“A primary objective of the police has always been the prevention of crime. However, since some of the factors affecting crime lie outside the control or direct influence of the police, crime prevention cannot be left to them alone. Every individual citizen and all those agencies whose policies and practices can influence the extent of crime should make their contribution. Preventing crime is a task for the whole community.”
But this did not make citizens and local authorities legally responsible for crime control. Rather it urged them to take responsibility. In particular it urged police, local authorities, social services and community groups to develop inter-agency programmes for crime prevention. In practice of course, the police emerged as the most powerful agency in many of these collaborations. Using the concept of community safety rather than crime prevention was deliberate, in order to set the agenda in a positive way, emphasising people rather than property, and the roles of local authorities, community and tenants' groups rather than the police. The concept recognises that improving the physical security of individual houses and estates, while useful, will not be necessarily to improve people's safety or sense of security in their own homes and neighbourhoods. A sense of safety is related to the relations among the people who live in the neighbourhood, and to their fears about crime as well as to their personal experience of crime.

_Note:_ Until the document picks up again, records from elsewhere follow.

//! Controller Actions
//!
//! User actions composed from the coordinator, the mapper and the renderer.
//!
//! Every action follows the same path: validate input locally, issue one
//! coordinated call, then either stay silent (superseded), show the error view
//! with a retry of the same action (failed), or map, render and replace the
//! target region (success).

use std::sync::atomic::{AtomicU64, Ordering};

use async_trait::async_trait;
use serde::{Deserialize, Serialize};
use serde_json::Value;
use tracing::{debug, info, warn};

use crate::backend::{ApiRequest, ApiTransport};
use crate::coordinator::{FailureReason, Outcome, RequestCoordinator};
use crate::error::InputError;
use crate::mapper::{ViewContext, ViewModelMapper};
use crate::model::SpreadKind;
use crate::render;

// ============================================================================
// Actions
// ============================================================================

/// Something the user asked for
#[derive(Clone, Debug, PartialEq, Eq, Serialize, Deserialize)]
#[serde(tag = "action", content = "args", rename_all = "snake_case")]
pub enum Action {
    /// Draw a spread (or the card of the day)
    LoadSpread(SpreadKind),
    /// Ask a question and draw cards for it
    Ask {
        /// Question as typed
        question: String,
    },
    /// Search card meanings
    Search {
        /// Query as typed
        query: String,
    },
    /// Open one card in detail
    ShowCard {
        /// Card identifier (`name_short`)
        id: String,
    },
    /// Reset the search box and results
    ClearSearch,
    /// Check backend health
    Status,
}

/// How an action ended
#[derive(Debug)]
pub enum ActionOutcome {
    /// Markup was written to the surface
    Rendered,
    /// Finished without drawing anything
    Completed,
    /// Input was rejected before any network call
    Rejected(InputError),
    /// A newer action superseded this one; nothing was written
    Superseded,
    /// The call failed; the error view was written
    Failed(FailureReason),
}

// ============================================================================
// Surface
// ============================================================================

/// Part of the display an action writes into
#[derive(Clone, Copy, Debug, PartialEq, Eq, Hash)]
pub enum Region {
    /// Readings, card details and their errors
    Main,
    /// Search prompt, results and search errors
    SearchResults,
}

/// Input box a surface may be asked to clear
#[derive(Clone, Copy, Debug, PartialEq, Eq, Hash)]
pub enum InputField {
    /// The question box
    Question,
    /// The search box
    Search,
}

/// The display the controller writes markup into
#[async_trait]
pub trait Surface: Send + Sync {
    /// Replace the content of a region
    async fn replace(&self, region: Region, markup: String) -> anyhow::Result<()>;

    /// Clear an input box
    async fn clear_input(&self, field: InputField) -> anyhow::Result<()>;
}

// ============================================================================
// Controller
// ============================================================================

/// Runs actions against a backend and a surface
pub struct Controller<T, S> {
    coordinator: RequestCoordinator<T>,
    mapper: ViewModelMapper,
    surface: S,
    /// Bumped whenever an action takes over the search region
    search_owner: AtomicU64,
}

impl<T: ApiTransport, S: Surface> Controller<T, S> {
    /// Create a controller
    pub fn new(transport: T, surface: S, mapper: ViewModelMapper) -> Self {
        Self {
            coordinator: RequestCoordinator::new(transport),
            mapper,
            surface,
            search_owner: AtomicU64::new(0),
        }
    }

    /// The request coordinator (for the loading indicator)
    pub fn coordinator(&self) -> &RequestCoordinator<T> {
        &self.coordinator
    }

    /// The surface
    pub fn surface(&self) -> &S {
        &self.surface
    }

    /// Run any action; this is what a retry affordance calls
    pub async fn dispatch(&self, action: &Action) -> ActionOutcome {
        match action {
            Action::LoadSpread(kind) => self.load_spread(*kind).await,
            Action::Ask { question } => self.ask(question).await,
            Action::Search { query } => self.search(query).await,
            Action::ShowCard { id } => self.show_card(id).await,
            Action::ClearSearch => self.clear_search().await,
            Action::Status => self.check_status().await,
        }
    }

    /// Draw a spread into the main region
    pub async fn load_spread(&self, kind: SpreadKind) -> ActionOutcome {
        info!(spread = %kind, "Loading spread");
        self.run(
            Action::LoadSpread(kind),
            ApiRequest::spread(kind),
            Region::Main,
            ViewContext::spread(kind),
        )
        .await
    }

    /// Ask a question; the question box is cleared once the answer is shown
    pub async fn ask(&self, question: &str) -> ActionOutcome {
        let question = question.trim();
        if question.is_empty() {
            self.write(Region::Main, render::render_question_prompt())
                .await;
            return ActionOutcome::Rejected(InputError::EmptyQuestion);
        }

        info!(question, "Asking question");
        let outcome = self
            .run(
                Action::Ask {
                    question: question.to_string(),
                },
                ApiRequest::interpret(question),
                Region::Main,
                ViewContext::Question {
                    question: question.to_string(),
                },
            )
            .await;

        if matches!(outcome, ActionOutcome::Rendered) {
            if let Err(e) = self.surface.clear_input(InputField::Question).await {
                warn!(error = %e, "Failed to clear question input");
            }
        }
        outcome
    }

    /// Search card meanings into the search region
    pub async fn search(&self, query: &str) -> ActionOutcome {
        let query = query.trim();
        if query.is_empty() {
            self.write(Region::SearchResults, render::render_search_prompt())
                .await;
            return ActionOutcome::Rejected(InputError::EmptyQuery);
        }

        info!(query, "Searching cards");
        let owner = self.claim_search_region();
        self.write(Region::SearchResults, render::render_searching(query))
            .await;
        let outcome = self
            .run(
                Action::Search {
                    query: query.to_string(),
                },
                ApiRequest::search(query),
                Region::SearchResults,
                ViewContext::Search {
                    query: query.to_string(),
                },
            )
            .await;

        // superseded from the main region: take the placeholder down again
        if matches!(outcome, ActionOutcome::Superseded)
            && self.search_owner.load(Ordering::SeqCst) == owner
        {
            debug!(query, "Restoring search region after superseded search");
            self.write(Region::SearchResults, render::render_search_cleared())
                .await;
        }
        outcome
    }

    /// Open one card in the main region
    pub async fn show_card(&self, id: &str) -> ActionOutcome {
        let id = id.trim();
        if id.is_empty() {
            warn!("Card lookup without an identifier");
            return ActionOutcome::Rejected(InputError::EmptyCardId);
        }

        info!(card = id, "Showing card details");
        self.run(
            Action::ShowCard { id: id.to_string() },
            ApiRequest::card(id),
            Region::Main,
            ViewContext::Detail,
        )
        .await
    }

    /// Reset the search box and region; no network call
    pub async fn clear_search(&self) -> ActionOutcome {
        self.claim_search_region();
        if let Err(e) = self.surface.clear_input(InputField::Search).await {
            warn!(error = %e, "Failed to clear search input");
        }
        self.write(Region::SearchResults, render::render_search_cleared())
            .await;
        ActionOutcome::Rendered
    }

    /// Log the backend's health payload
    pub async fn check_status(&self) -> ActionOutcome {
        match self.coordinator.execute(ApiRequest::status()).await {
            Outcome::Success(payload) => {
                info!(status = %payload, "API status");
                ActionOutcome::Completed
            }
            Outcome::Cancelled => ActionOutcome::Superseded,
            Outcome::Failed(reason) => self.fail(&Action::Status, Region::Main, reason).await,
        }
    }

    fn claim_search_region(&self) -> u64 {
        self.search_owner.fetch_add(1, Ordering::SeqCst) + 1
    }

    async fn run(
        &self,
        action: Action,
        request: ApiRequest,
        region: Region,
        context: ViewContext,
    ) -> ActionOutcome {
        match self.coordinator.execute(request).await {
            Outcome::Success(body) => {
                self.show(region, body, &context).await;
                ActionOutcome::Rendered
            }
            Outcome::Cancelled => {
                debug!(?action, "Action superseded");
                ActionOutcome::Superseded
            }
            Outcome::Failed(reason) => self.fail(&action, region, reason).await,
        }
    }

    async fn show(&self, region: Region, body: Value, context: &ViewContext) {
        let view = self.mapper.to_view_model(body, context);
        self.write(region, render::render(&view)).await;
    }

    async fn fail(&self, action: &Action, region: Region, reason: FailureReason) -> ActionOutcome {
        warn!(?action, reason = %reason, "Action failed");
        self.write(region, render::render_error(action)).await;
        ActionOutcome::Failed(reason)
    }

    async fn write(&self, region: Region, markup: String) {
        if let Err(e) = self.surface.replace(region, markup).await {
            warn!(?region, error = %e, "Failed to update surface");
        }
    }
}
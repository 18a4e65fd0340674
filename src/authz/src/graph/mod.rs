//! Role and subject graph
//!
//! Subjects are leaves; roles form a DAG through inheritance edges where a
//! child role can use everything its parents grant. Edges are stored as ID
//! sets on both endpoints, never as references, so the store is a plain
//! owned arena.
//!
//! # Example
//!
//! ```rust
//! use arbiter_authz::graph::EntityGraph;
//! use arbiter_authz::EntityId;
//!
//! let mut graph = EntityGraph::new();
//! graph.add_role(EntityId::from("food")).unwrap();
//! graph.add_role(EntityId::from("animal_based")).unwrap();
//! graph
//!     .add_inheritance(&EntityId::from("food"), &EntityId::from("animal_based"))
//!     .unwrap();
//!
//! // closing the loop is rejected and leaves the graph as it was
//! assert!(graph
//!     .add_inheritance(&EntityId::from("animal_based"), &EntityId::from("food"))
//!     .is_err());
//! ```

mod cycle;
mod entity;
mod store;

pub use cycle::CycleDetector;
pub use entity::{Permissionable, Role, Subject};
pub use store::EntityGraph;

Furthermore, according to this approach, safety needs to be addressed by people becoming involved and responsible for taking co-ordinated action within their own residential neighbourhoods in conjunction with statutory agencies. The term crime prevention is often narrowly interpreted and this reinforces the view that it is solely the responsibility of the police. The term community safety is open to wider interpretation and could encourage greater participation from all sections of the community. We see community safety as having both social and situational aspects, as being concerned with people, communities and organisations including families, victims and at risk groups, as well as with attempting to reduce particular types of crime and the fear of crime,
Furthermore, it has been suggested that Community Safety initiatives could be guided by a general theme of 'protecting those at risk. Thus, in considering what action to take in relation to a particular crime and safety problem, prevention and safety would be defined in their widest sense, For example, inter-agency work on the prevention of racial harassment would require the involvement of the police, housing departments, education departments, health authorities and other agencies including, for instance victim support, voluntary sector agencies and the Crown Prosecution Service - to say nothing of representatives from a variety of community interests. This, of course, as in any multi- or inter-agency work, is precisely where many problems begin. The accumulation of 'interests' or stakeholders is necessarily political rather than a metaphysical process gradually revealing a general will. The resulting agreement or 'mission statement will be something altogether more secular, flawed and conditional than anything ever envisaged by Rousseau. These issues are developed further later in the article.
Another influential conception of community safety is one which fixes the ultimate rationale for all community safety and crime prevention work to the idea that it eventually reduces the cost, in every sense of the word, arising from accidents, crime and insecurity. While the notion of cost, in every sense of the word' can clearly refer to a range of issues it also opens up some potential tensions in relation to the determination of costs, whether they are easily calculable and who has to meet them. At this level too, planning for community safety must necessarily be an integral part of wider social and economic planning. One entailed the abrogation of sole responsibility for the crime problem by state criminal justice agencies, by stressing the need for a partnership with other agencies and with the public at large. Some steps were taken in control of this crime and some other step entailed a softening of the hard edges of aspects of crime control: community policing comes into the reckoning here, as does the dilution of pure situational crime prevention with the more consensual social approach. In this context the dilution was necessary not so much because of the practical problem of displacement, but rather because of concerns about what might happen if situational crime prevention were taken too far. A policy which pushed the responsibility for crime prevention too far onto the shoulders of private citizens looked unwise, because it merely exposed the inadequacies of a criminal justice system which was demanding a greater and greater proportion of public expenditure.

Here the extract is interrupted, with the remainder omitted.